ABOUT THIS EXERCISE
Here are some records. Copy each one exactly.

◆ ◆ ◆ ◆ ◆

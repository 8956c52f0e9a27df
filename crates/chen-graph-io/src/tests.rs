//! File round trips through the exchange readers and writers

use crate::*;
use chen_graph_core::{diff, summarize, NodeId, SummaryConfig};
use tempfile::TempDir;

const CALLS: &str = r#"<graphml>
  <key id="l" for="all" attr.name="label" attr.type="string"/>
  <graph edgedefault="directed">
    <node id="1"><data key="l">foo</data></node>
    <node id="2"><data key="l">bar</data></node>
    <edge source="1" target="2"><data key="l">call</data></edge>
  </graph>
</graphml>"#;

#[test]
fn test_load_graphml_from_file() {
    let dir = TempDir::new().unwrap();
    let path = dir.path().join("calls.graphml");
    std::fs::write(&path, CALLS).unwrap();

    let graph = load_graphml(&path).unwrap();
    assert_eq!(graph.node_count(), 2);
    assert!(graph.has_edge_between(&NodeId::from("1"), &NodeId::from("2"), "call"));
}

#[test]
fn test_load_graphml_failures_are_none() {
    let dir = TempDir::new().unwrap();
    assert!(load_graphml(&dir.path().join("missing.graphml")).is_none());

    let broken = dir.path().join("broken.graphml");
    std::fs::write(&broken, "<graphml><graph><node id=\"a\"></graphml>").unwrap();
    assert!(load_graphml(&broken).is_none());
    assert!(matches!(read_graphml(&broken), Err(ExchangeError::Xml(_))));
}

#[test]
fn test_write_adjacency() {
    let dir = TempDir::new().unwrap();
    let graph = parse_graphml(CALLS).unwrap();
    let path = dir.path().join("calls.json");
    write_adjacency(&graph.to_adjacency(), &path).unwrap();

    let value: serde_json::Value = serde_json::from_str(&std::fs::read_to_string(&path).unwrap()).unwrap();
    assert_eq!(value["1"]["2"][0]["label"], "call");
    assert!(value["2"].as_object().unwrap().is_empty());
}

#[test]
fn test_write_dot_for_diff_and_summary() {
    let dir = TempDir::new().unwrap();
    let first = parse_graphml(CALLS).unwrap();
    let second = parse_graphml(&CALLS.replace("call", "jump")).unwrap();

    let changes = diff(Some(&first), Some(&second), true);
    let path = dir.path().join("out").join("diff.dot");
    write_dot(&changes.to_dot(), &path).unwrap();
    let dot = std::fs::read_to_string(&path).unwrap();
    assert!(dot.contains("-call"));
    assert!(dot.contains("+jump"));

    let summary = summarize(&first, &SummaryConfig::default());
    let path = dir.path().join("summary.dot");
    write_dot(&summary.to_dot(), &path).unwrap();
    assert!(std::fs::read_to_string(&path).unwrap().starts_with("digraph"));
}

◆ ◆ ◆ ◆ ◆

REPLY
repository 8956c52f0e9a27df
filename crates/chen-graph-io/src/tests.rs
//! File round trips through the exchange readers and writers

use crate::*;
use chen_graph_core::{diff, summarize, NodeId, SummaryConfig};
use tempfile::TempDir;

const CALLS: &str = r#"<graphml>
  <key id="l" for="all" attr.name="label" attr.type="string"/>
  <graph edgedefault="directed">
    <node id="1"><data key="l">foo</data></node>
    <node id="2"><data key="l">bar</data></node>
    <edge source="1" target="2"><data key="l">call</data></edge>
  </graph>
</graphml>"#;

#[test]
fn test_load_graphml_from_file() {
    let dir = TempDir::new().unwrap();
    let path = dir.path().join("calls.graphml");
    std::fs::write(&path, CALLS).unwrap();

    let graph = load_graphml(&path).unwrap();
    assert_eq!(graph.node_count(), 2);
    assert!(graph.has_edge_between(&NodeId::from("1"), &NodeId::from("2"), "call"));
}

#[test]
fn test_load_graphml_failures_are_none() {
    let dir = TempDir::new().unwrap();
    assert!(load_graphml(&dir.path().join("missing.graphml")).is_none());

    let broken = dir.path().join("broken.graphml");
    std::fs::write(&broken, "<graphml><graph><node id=\"a\"></graphml>").unwrap();
    assert!(load_graphml(&broken).is_none());
    assert!(matches!(read_graphml(&broken), Err(ExchangeError::Xml(_))));
}

#[test]
fn test_write_adjacency() {
    let dir = TempDir::new().unwrap();
    let graph = parse_graphml(CALLS).unwrap();
    let path = dir.path().join("calls.json");
    write_adjacency(&graph.to_adjacency(), &path).unwrap();

    let value: serde_json::Value = serde_json::from_str(&std::fs::read_to_string(&path).unwrap()).unwrap();
    assert_eq!(value["1"]["2"][0]["label"], "call");
    assert!(value["2"].as_object().unwrap().is_empty());
}

#[test]
fn test_write_dot_for_diff_and_summary() {
    let dir = TempDir::new().unwrap();
    let first = parse_graphml(CALLS).unwrap();
    let second = parse_graphml(&CALLS.replace("call", "jump")).unwrap();

    let changes = diff(Some(&first), Some(&second), true);
    let path = dir.path().join("out").join("diff.dot");
    write_dot(&changes.to_dot(), &path).unwrap();
    let dot = std::fs::read_to_string(&path).unwrap();
    assert!(dot.contains("-call"));
    assert!(dot.contains("+jump"));

    let summary = summarize(&first, &SummaryConfig::default());
    let path = dir.path().join("summary.dot");
    write_dot(&summary.to_dot(), &path).unwrap();
    assert!(std::fs::read_to_string(&path).unwrap().starts_with("digraph"));
}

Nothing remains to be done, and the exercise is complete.